* _Aim of the exercise_
Begin with the first line of the entries below and reproduce each line exactly, ending with the line that holds "let is_tty = if".

(Stored data begins)

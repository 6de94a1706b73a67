//! Brim CLI

use std::io::{self, IsTerminal};

use brimc::{init_tracing, run, Command, Options, Outcome, USAGE};

fn main() {
    init_tracing();

    let args: Vec<String> = std::env::args().skip(1).collect();
    let options = match Options::parse(&args) {
        Ok(options) => options,
        Err(err) => {
            eprintln!("error: {err}");
            eprintln!();
            eprint!("{USAGE}");
            std::process::exit(err.exit_code());
        }
    };

    match options.command {
        Command::Help => {
            print!("{USAGE}");
            return;
        }
        Command::Version => {
            println!("brim {}", env!("CARGO_PKG_VERSION"));
            return;
        }
        Command::Lex | Command::Parse | Command::Check => {}
    }

    let is_tty = if options.diagnostics_to_stdout() {
        io::stdout().is_terminal()
    } else {
        io::stderr().is_terminal()
    };
    let result = run(
        &options,
        io::stdin().lock(),
        &mut io::stdout().lock(),
        &mut io::stderr().lock(),
        is_tty,
    );
    match result {
        Ok(Outcome::Clean) => {}
        Ok(Outcome::Diagnostics) => std::process::exit(1),
        Err(err) => {
            eprintln!("error: {err}");
            std::process::exit(err.exit_code());
        }
    }
}
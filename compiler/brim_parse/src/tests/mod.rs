#![allow(clippy::unwrap_used, clippy::expect_used)]

mod recovery;

use brim_diagnostic::DiagnosticCode;
use brim_lexer::SourceText;

use crate::{parse_module, Module};

pub(crate) fn parse(text: &str) -> (SourceText, Module) {
    let source = SourceText::new(text);
    let module = parse_module(&source);
    (source, module)
}

pub(crate) fn codes(module: &Module) -> Vec<DiagnosticCode> {
    module.diagnostics.iter().map(|d| d.code).collect()
}

pub(crate) fn names(source: &SourceText, module: &Module) -> Vec<String> {
    module
        .members
        .iter()
        .map(|decl| source.text(&decl.name).to_owned())
        .collect()
}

(Stored data ends)

* _Task response_
repository 6de94a1706b73a67
//! Brim CLI

use std::io::{self, IsTerminal};

use brimc::{init_tracing, run, Command, Options, Outcome, USAGE};

fn main() {
    init_tracing();

    let args: Vec<String> = std::env::args().skip(1).collect();
    let options = match Options::parse(&args) {
        Ok(options) => options,
        Err(err) => {
            eprintln!("error: {err}");
            eprintln!();
            eprint!("{USAGE}");
            std::process::exit(err.exit_code());
        }
    };

    match options.command {
        Command::Help => {
            print!("{USAGE}");
            return;
        }
        Command::Version => {
            println!("brim {}", env!("CARGO_PKG_VERSION"));
            return;
        }
        Command::Lex | Command::Parse | Command::Check => {}
    }

    let is_tty = if options.diagnostics_to_stdout() {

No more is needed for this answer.